Learn Service Behaviour

July 16th, 2013 • Comments Off on Learn Service Behaviour

This started off as just an idea in my head a while ago and soon become my Master thesis. The idea is to apply Machine Learning/Data Analysis methodologies to Data derived from tools such as DTrace. Based on the learned knowledge it would then be possible to create adaptive/agile systems. For example to balance out your workload as a service provider overnight. Or move your compute close to your data. Or to learn how to best configure your system (by using Software Defined Networking). Or to simple tune your threshold values in your monitoring system etc. Or you name it – it might be doable.

After finally finishing my Master thesis – doing that next to work is quite a challenge I can tell now 🙂 – I can certainly say that some stuff can indeed be learned. During the work on my thesis I sketched out a, in browser programmable (Python of course :-)), Analytics as a Service (I just like the acronym for it :-)) which can be used learn from Data derived from DTrace (See 1).

As a first step it is useful to select the resources you want to look at. The should have a relevance to the behavior of the applications and services. The USE Method demoed by Brendan Gregg might be a good start. Once you know what you want to look for it is possible to gather some data. For example using the DTrace consumer for Python (See 2), like I did. Cool think is now that thanks to Python you can send it around (pika), store it (MongoDB, sqlite) and process it (scikit-learn) easily. Just add a few API for abstraction, a rich web application for creating python notebooks and you have the Analytics as a Service.

Now we can work through the data with some simple steps.

Results of each of the steps can be seen as models which can be compared with new incoming data from DTrace. Based on the ‘intelligence’ of the comparison of the new date with the learn model (knowledge) the adaptive/agile system can be build. Continuously updating your learned model in the learning process is key – we don’t want to ‘predict’ the future using a crystal ball. This is just the tip of the iceberg of all stuff worked on and discovered in my Master thesis – but as usual – so little time so much to do 🙂 But maybe I’ll find some time soon to sketch out the learning process and share some details of what I was able to let the computer learn…

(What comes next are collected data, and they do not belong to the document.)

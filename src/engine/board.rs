//! Grid-based board representation.
//!
//! `Board` is an 8×8 array of optional pieces indexed `[row][col]`, with row 0
//! holding black's back rank. It is a `Copy` value: every move produces a new
//! board and the board it was derived from is never touched.

use crate::engine::types::{CastleSide, ChessError, Color, MoveKind, Piece, PieceType, Position, Square};

/// An 8×8 grid of optional pieces.
#[derive(Clone, Copy, PartialEq, Eq, Hash)]
pub struct Board {
    squares: [[Option<Piece>; 8]; 8],
}

/// Standard starting position.
pub fn initialize_board() -> Board {
    Board::initial()
}

impl Board {
    /// A board with no pieces.
    pub const fn empty() -> Self {
        Board {
            squares: [[None; 8]; 8],
        }
    }

    /// Standard starting position: black on rows 0–1, white on rows 6–7.
    pub fn initial() -> Self {
        let mut board = Board::empty();
        for (col, kind) in PieceType::BACK_RANK.into_iter().enumerate() {
            board.squares[0][col] = Some(Piece::new(kind, Color::Black));
            board.squares[1][col] = Some(Piece::new(PieceType::Pawn, Color::Black));
            board.squares[6][col] = Some(Piece::new(PieceType::Pawn, Color::White));
            board.squares[7][col] = Some(Piece::new(kind, Color::White));
        }
        board
    }

    // -----------------------------------------------------------------------
    // Queries
    // -----------------------------------------------------------------------

    /// Piece on an on-board position.
    #[inline]
    pub fn at(&self, pos: Position) -> Option<Piece> {
        self.squares[pos.row as usize][pos.col as usize]
    }

    /// Piece on a square.
    #[inline]
    pub fn get(&self, sq: Square) -> Option<Piece> {
        self.at(sq.position())
    }

    /// Bounds-checked lookup for caller-supplied coordinates.
    pub fn piece_at(&self, pos: Position) -> Result<Option<Piece>, ChessError> {
        if !pos.is_on_board() {
            return Err(ChessError::OutOfBounds {
                row: i16::from(pos.row),
                col: i16::from(pos.col),
            });
        }
        Ok(self.at(pos))
    }

    #[inline]
    pub fn is_empty(&self, pos: Position) -> bool {
        self.at(pos).is_none()
    }

    /// Raw grid, row 0 first.
    pub fn rows(&self) -> &[[Option<Piece>; 8]; 8] {
        &self.squares
    }

    /// Every occupied square in scan order (row-major, then column).
    pub fn pieces(&self) -> impl Iterator<Item = (Square, Piece)> + '_ {
        Square::all().filter_map(|sq| self.get(sq).map(|p| (sq, p)))
    }

    /// Occupied squares of one colour in scan order.
    pub fn pieces_of(&self, color: Color) -> impl Iterator<Item = (Square, Piece)> + '_ {
        self.pieces().filter(move |(_, p)| p.color == color)
    }

    /// Square of the given colour's king, if one is on the board.
    pub fn find_king(&self, color: Color) -> Option<Square> {
        self.pieces_of(color)
            .find(|(_, p)| p.kind == PieceType::King)
            .map(|(sq, _)| sq)
    }

    // -----------------------------------------------------------------------
    // Construction and move application
    // -----------------------------------------------------------------------

    /// Place (or clear) a square on a board under construction.
    pub fn set(&mut self, sq: Square, piece: Option<Piece>) {
        let pos = sq.position();
        self.squares[pos.row as usize][pos.col as usize] = piece;
    }

    fn take(&mut self, sq: Square) -> Option<Piece> {
        let piece = self.get(sq);
        self.set(sq, None);
        piece
    }

    /// Piece removed by playing `from → to` with the given kind.
    pub fn captured_by(&self, from: Square, to: Square, kind: MoveKind) -> Option<Piece> {
        match kind {
            MoveKind::EnPassant => self.get(en_passant_victim(from, to)),
            MoveKind::Castle { .. } => None,
            MoveKind::Normal | MoveKind::Promotion { .. } => self.get(to),
        }
    }

    /// Return a new board with the move applied. `self` is left as it was.
    pub fn apply(&self, from: Square, to: Square, kind: MoveKind) -> Board {
        let mut next = *self;
        let Some(piece) = next.take(from) else {
            return next;
        };

        match kind {
            MoveKind::Normal => next.set(to, Some(piece)),
            MoveKind::Promotion { choice } => next.set(to, Some(Piece::new(choice, piece.color))),
            MoveKind::EnPassant => {
                next.set(to, Some(piece));
                next.set(en_passant_victim(from, to), None);
            }
            MoveKind::Castle { side } => {
                next.set(to, Some(piece));
                let (rook_from, rook_to) = castling_rook_squares(from.row(), side);
                let rook = next.take(rook_from);
                next.set(rook_to, rook);
            }
        }
        next
    }

    // -----------------------------------------------------------------------
    // FEN piece placement
    // -----------------------------------------------------------------------

    /// Parse the piece-placement field of a FEN string.
    pub fn from_fen_placement(field: &str) -> Result<Self, ChessError> {
        let ranks: Vec<&str> = field.split('/').collect();
        if ranks.len() != 8 {
            return Err(ChessError::InvalidFen(format!(
                "expected 8 ranks, got {}",
                ranks.len()
            )));
        }

        let mut board = Board::empty();
        for (row, rank_str) in ranks.iter().enumerate() {
            let mut col: usize = 0;
            for ch in rank_str.chars() {
                if col > 7 {
                    return Err(ChessError::InvalidFen(format!(
                        "too many squares in rank {}",
                        8 - row
                    )));
                }
                if let Some(digit) = ch.to_digit(10) {
                    if !(1..=8).contains(&digit) {
                        return Err(ChessError::InvalidFen(format!(
                            "invalid empty count '{ch}' in rank {}",
                            8 - row
                        )));
                    }
                    col += digit as usize;
                } else if let Some(piece) = Piece::from_char(ch) {
                    board.squares[row][col] = Some(piece);
                    col += 1;
                } else {
                    return Err(ChessError::InvalidFen(format!(
                        "invalid character '{ch}' in piece placement"
                    )));
                }
            }
            if col != 8 {
                return Err(ChessError::InvalidFen(format!(
                    "rank {} has {col} squares instead of 8",
                    8 - row
                )));
            }
        }
        Ok(board)
    }

    /// Export the piece-placement field of a FEN string.
    pub fn to_fen_placement(&self) -> String {
        let mut fen = String::with_capacity(72);
        for (row, cells) in self.squares.iter().enumerate() {
            let mut empty_count = 0u8;
            for cell in cells {
                match cell {
                    Some(piece) => {
                        if empty_count > 0 {
                            fen.push((b'0' + empty_count) as char);
                            empty_count = 0;
                        }
                        fen.push(piece.to_char());
                    }
                    None => empty_count += 1,
                }
            }
            if empty_count > 0 {
                fen.push((b'0' + empty_count) as char);
            }
            if row < 7 {
                fen.push('/');
            }
        }
        fen
    }

    /// Render the board as an 8-line string (rank 8 at top), useful for debugging.
    pub fn board_string(&self) -> String {
        let mut s = String::with_capacity(200);
        for (row, cells) in self.squares.iter().enumerate() {
            s.push((b'8' - row as u8) as char);
            for cell in cells {
                s.push(' ');
                s.push(cell.map_or('.', Piece::to_char));
            }
            s.push('\n');
        }
        s.push_str("  a b c d e f g h");
        s
    }
}

impl Default for Board {
    fn default() -> Self {
        Board::initial()
    }
}

impl std::fmt::Debug for Board {
    fn fmt(&self, f: &mut std::fmt::Formatter<'_>) -> std::fmt::Result {
        writeln!(f, "Board(")?;
        writeln!(f, "{}", self.board_string())?;
        write!(f, ")")
    }
}

impl std::fmt::Display for Board {
    fn fmt(&self, f: &mut std::fmt::Formatter<'_>) -> std::fmt::Result {
        write!(f, "{}", self.board_string())
    }
}

// ---------------------------------------------------------------------------
// Special-move geometry
// ---------------------------------------------------------------------------

/// For a castling king on `row`, return (rook_from, rook_to).
pub(crate) fn castling_rook_squares(row: u8, side: CastleSide) -> (Square, Square) {
    let (from_col, to_col) = match side {
        CastleSide::King => (7, 5),
        CastleSide::Queen => (0, 3),
    };
    (
        Square::from_position(Position { row, col: from_col }),
        Square::from_position(Position { row, col: to_col }),
    )
}

/// Square of the pawn removed by an en-passant capture `from → to`.
pub(crate) fn en_passant_victim(from: Square, to: Square) -> Square {
    Square::from_position(Position {
        row: from.row(),
        col: to.col(),
    })
}

// ---------------------------------------------------------------------------
// Tests
// ---------------------------------------------------------------------------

Learning application behavior

March 24th, 2013 • Comments Off on Learning application behavior

I have been working for a while now on bringing together some very interesting topics. Machine learning/data analysis tools and the platform I like: SmartOS with it’s great DTrace tooling. This is a first post on this topics with some very early results 🙂

The following graph shows the dependencies between some processes (got way more in my dataset). The ones with ‘*_tracer‘ run within a zone. Whereas the ‘*_platform‘ are coming from the global SmartOS zone. To make it more complete also I/O of the platform are taken into account, so we do not just look at the processes. The graph shows the ‘links’ between the processes (e.g. python) & other data sources  (iops):

figure_1

Inter-dependencies of proccesses

What happened within the time-frame of the training data was that another zone with an KVM VM instances got started, hence the ‘qemu‘ process running. First a cluster analysis was used to see the rough interdependence of the sources.  The edges  express the ‘strength’ of an link between data sources – this was inspired by this.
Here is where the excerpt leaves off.